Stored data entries
● ● ● ● ●
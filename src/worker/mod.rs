//! Forked worker processes and the channels that connect them to the manager.
//!
//! # Architecture
//!
//! ```text
//!                       ┌──────────────────┐
//!                       │     Manager      │
//!                       │  (master loop)   │
//!                       └────────┬─────────┘
//!          ready pipe ▲          │          ▼ job pipe
//!               ┌─────┴──────────┼──────────┴─────┐
//!               │                │                │
//!         ┌─────▼─────┐    ┌─────▼─────┐    ┌─────▼─────┐
//!         │ worker 0  │    │ worker 1  │    │ worker N  │
//!         │ heartbeat │    │ heartbeat │    │ heartbeat │
//!         └───────────┘    └───────────┘    └───────────┘
//! ```
//!
//! - **Process isolation**: workers are `fork`ed, so a crash takes down one job
//! - **One job in flight**: a worker only gets a job after reporting ready
//! - **Liveness**: an unlinked heartbeat file's ctime is the cross-process clock

pub mod heartbeat;
pub mod ipc;
pub mod pool;
pub mod proc;
pub mod protocol;
pub mod signals;
pub mod spawn;
pub mod watchdog;
pub mod worker_main;

use std::ffi::CString;

use nix::unistd::{Gid, Group, User, getgid, getuid, initgroups, setgid, setuid};

use crate::error::{HerdError, Result};
use heartbeat::Heartbeat;

/// A worker slot as seen by hooks, in both the manager and the worker process.
#[derive(Debug)]
pub struct Worker {
    nr: usize,
    heartbeat: Heartbeat,
    switched: bool,
}

impl Worker {
    /// Create the bookkeeping for worker ordinal `nr`, with a fresh heartbeat.
    pub fn new(nr: usize) -> Result<Self> {
        Ok(Self {
            nr,
            heartbeat: Heartbeat::new()?,
            switched: false,
        })
    }

    /// Ordinal slot of this worker within `[0, worker_processes)`.
    pub fn nr(&self) -> usize {
        self.nr
    }

    /// Whether the process identity has already been switched.
    pub fn switched(&self) -> bool {
        self.switched
    }

    /// The worker's heartbeat.
    pub fn heartbeat(&self) -> &Heartbeat {
        &self.heartbeat
    }

    pub(crate) fn heartbeat_mut(&mut self) -> &mut Heartbeat {
        &mut self.heartbeat
    }

    /// Drop privileges to `user` (and `group`, defaulting to the user's
    /// primary group). Only meaningful inside the worker process.
    ///
    /// The heartbeat file changes owner first so the worker can keep
    /// toggling it.
    pub fn switch_user(&mut self, user: &str, group: Option<&str>) -> Result<()> {
        let (uid_entry, gid) = resolve_user(user, group)?;
        if uid_entry.uid != getuid() || gid != getgid() {
            let name = CString::new(user)
                .map_err(|_| HerdError::UnknownUser(format!("invalid user name: {:?}", user)))?;
            self.heartbeat.chown(uid_entry.uid, gid)?;
            initgroups(&name, gid)?;
            setgid(gid)?;
            setuid(uid_entry.uid)?;
        }
        self.switched = true;
        Ok(())
    }
}

/// Look up a user and the group it should run as.
pub fn resolve_user(user: &str, group: Option<&str>) -> Result<(User, Gid)> {
    let entry = User::from_name(user)?
        .ok_or_else(|| HerdError::UnknownUser(format!("user={}", user)))?;
    let gid = match group {
        Some(name) => {
            Group::from_name(name)?
                .ok_or_else(|| HerdError::UnknownUser(format!("group={}", name)))?
                .gid
        }
        None => entry.gid,
    };
    Ok((entry, gid))
}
● ● ● ● ●
== Description of the task ==
After reading the lines above, reproduce them all exactly.

== Answer for the task ==
filename src/worker/mod.rs
//! Forked worker processes and the channels that connect them to the manager.
//!
//! # Architecture
//!
//! ```text
//!                       ┌──────────────────┐
//!                       │     Manager      │
//!                       │  (master loop)   │
//!                       └────────┬─────────┘
//!          ready pipe ▲          │          ▼ job pipe
//!               ┌─────┴──────────┼──────────┴─────┐
//!               │                │                │
//!         ┌─────▼─────┐    ┌─────▼─────┐    ┌─────▼─────┐
//!         │ worker 0  │    │ worker 1  │    │ worker N  │
//!         │ heartbeat │    │ heartbeat │    │ heartbeat │
//!         └───────────┘    └───────────┘    └───────────┘
//! ```
//!
//! - **Process isolation**: workers are `fork`ed, so a crash takes down one job
//! - **One job in flight**: a worker only gets a job after reporting ready
//! - **Liveness**: an unlinked heartbeat file's ctime is the cross-process clock

pub mod heartbeat;
pub mod ipc;
pub mod pool;
pub mod proc;
pub mod protocol;
pub mod signals;
pub mod spawn;
pub mod watchdog;
pub mod worker_main;

use std::ffi::CString;

use nix::unistd::{Gid, Group, User, getgid, getuid, initgroups, setgid, setuid};

use crate::error::{HerdError, Result};
use heartbeat::Heartbeat;

/// A worker slot as seen by hooks, in both the manager and the worker process.
#[derive(Debug)]
pub struct Worker {
    nr: usize,
    heartbeat: Heartbeat,
    switched: bool,
}

impl Worker {
    /// Create the bookkeeping for worker ordinal `nr`, with a fresh heartbeat.
    pub fn new(nr: usize) -> Result<Self> {
        Ok(Self {
            nr,
            heartbeat: Heartbeat::new()?,
            switched: false,
        })
    }

    /// Ordinal slot of this worker within `[0, worker_processes)`.
    pub fn nr(&self) -> usize {
        self.nr
    }

    /// Whether the process identity has already been switched.
    pub fn switched(&self) -> bool {
        self.switched
    }

    /// The worker's heartbeat.
    pub fn heartbeat(&self) -> &Heartbeat {
        &self.heartbeat
    }

    pub(crate) fn heartbeat_mut(&mut self) -> &mut Heartbeat {
        &mut self.heartbeat
    }

    /// Drop privileges to `user` (and `group`, defaulting to the user's
    /// primary group). Only meaningful inside the worker process.
    ///
    /// The heartbeat file changes owner first so the worker can keep
    /// toggling it.
    pub fn switch_user(&mut self, user: &str, group: Option<&str>) -> Result<()> {
        let (uid_entry, gid) = resolve_user(user, group)?;
        if uid_entry.uid != getuid() || gid != getgid() {
            let name = CString::new(user)
                .map_err(|_| HerdError::UnknownUser(format!("invalid user name: {:?}", user)))?;
            self.heartbeat.chown(uid_entry.uid, gid)?;
            initgroups(&name, gid)?;
            setgid(gid)?;
            setuid(uid_entry.uid)?;
        }
        self.switched = true;
        Ok(())
    }
}

/// Look up a user and the group it should run as.
pub fn resolve_user(user: &str, group: Option<&str>) -> Result<(User, Gid)> {
    let entry = User::from_name(user)?
        .ok_or_else(|| HerdError::UnknownUser(format!("user={}", user)))?;
    let gid = match group {
        Some(name) => {
            Group::from_name(name)?
                .ok_or_else(|| HerdError::UnknownUser(format!("group={}", name)))?
                .gid
        }
        None => entry.gid,
    };
    Ok((entry, gid))
}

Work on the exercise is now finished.